Task to complete: How many lines in the records below hold the string "here"? Please answer with the number and nothing more.

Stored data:
◆ ◆ ◆

// tailcut-cli/src/main.rs
//
// Entry point for the tailcut binary.
//
// Parses the command line, resolves the input files and log locations,
// installs the logger and dispatches to the subcommand. Any error ends the
// process with exit code 1; per-file failures during a trim run are part of
// the summary and do not.

use clap::Parser;
use owo_colors::OwoColorize;
use std::io::IsTerminal;
use std::process;

use tailcut_cli::error::CliResult;
use tailcut_cli::logging::{get_timestamp, init_logging, run_log_path};
use tailcut_cli::{Cli, Commands, RunContext, TrimArgs, discover_trim_files, run_probe, run_trim};

fn main() {
    let cli = Cli::parse();

    if let Err(e) = run(cli) {
        if std::io::stderr().is_terminal() && std::env::var_os("NO_COLOR").is_none() {
            eprintln!("{} {e}", "Error:".red().bold());
        } else {
            eprintln!("Error: {e}");
        }
        process::exit(1);
    }
}

fn run(cli: Cli) -> CliResult<()> {
    match cli.command {
        Commands::Trim(args) => trim_command(args, cli.verbose, cli.no_log_file),
        Commands::Probe(args) => {
            init_logging(None, cli.verbose)?;
            run_probe(args)
        }
    }
}

fn trim_command(args: TrimArgs, verbose: bool, no_log_file: bool) -> CliResult<()> {
    // Bad input paths are reported before anything is created on disk
    let (files, effective_input_dir) = discover_trim_files(&args)?;

    let log_dir = args
        .log_dir
        .clone()
        .unwrap_or_else(|| args.output_dir.join("logs"));
    let timestamp = get_timestamp();
    let log_file = (!no_log_file).then(|| run_log_path(&log_dir, &timestamp));

    init_logging(log_file.as_deref(), verbose)?;
    log::debug!("tailcut {} starting", env!("CARGO_PKG_VERSION"));

    let ctx = RunContext {
        log_dir,
        log_file,
        timestamp,
        write_summary: !no_log_file,
    };
    run_trim(args, files, effective_input_dir, &ctx)?;
    Ok(())
}
//! Common prefix of every ffmpeg invocation.
//!
//! Detectors and the trimmer start from [`FfmpegCommandBuilder::build`] and
//! append their input and output arguments. Hardware acceleration here means
//! decoding only; trimming is always a stream copy.

use crate::hardware_decode::add_hardware_decoding_to_command;
use ffmpeg_sidecar::command::FfmpegCommand;

/// Builds the input-side options shared by all ffmpeg runs.
#[derive(Debug, Clone, Copy, Default)]
pub struct FfmpegCommandBuilder {
    use_hw_decode: bool,
}

impl FfmpegCommandBuilder {
    #[must_use]
    pub fn new() -> Self {
        Self::default()
    }

    /// Decode with CUDA (NVDEC) when `enabled`.
    #[must_use]
    pub fn with_hardware_accel(mut self, enabled: bool) -> Self {
        self.use_hw_decode = enabled;
        self
    }

    /// Returns a command holding `-hide_banner` and the decode options.
    ///
    /// Everything added here precedes the input, so callers append `-i`
    /// (and any input options) afterwards.
    #[must_use]
    pub fn build(self) -> FfmpegCommand {
        let mut cmd = FfmpegCommand::new();
        cmd.arg("-hide_banner");
        add_hardware_decoding_to_command(&mut cmd, self.use_hw_decode);
        cmd
    }
}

◆ ◆ ◆

Exercise response: 2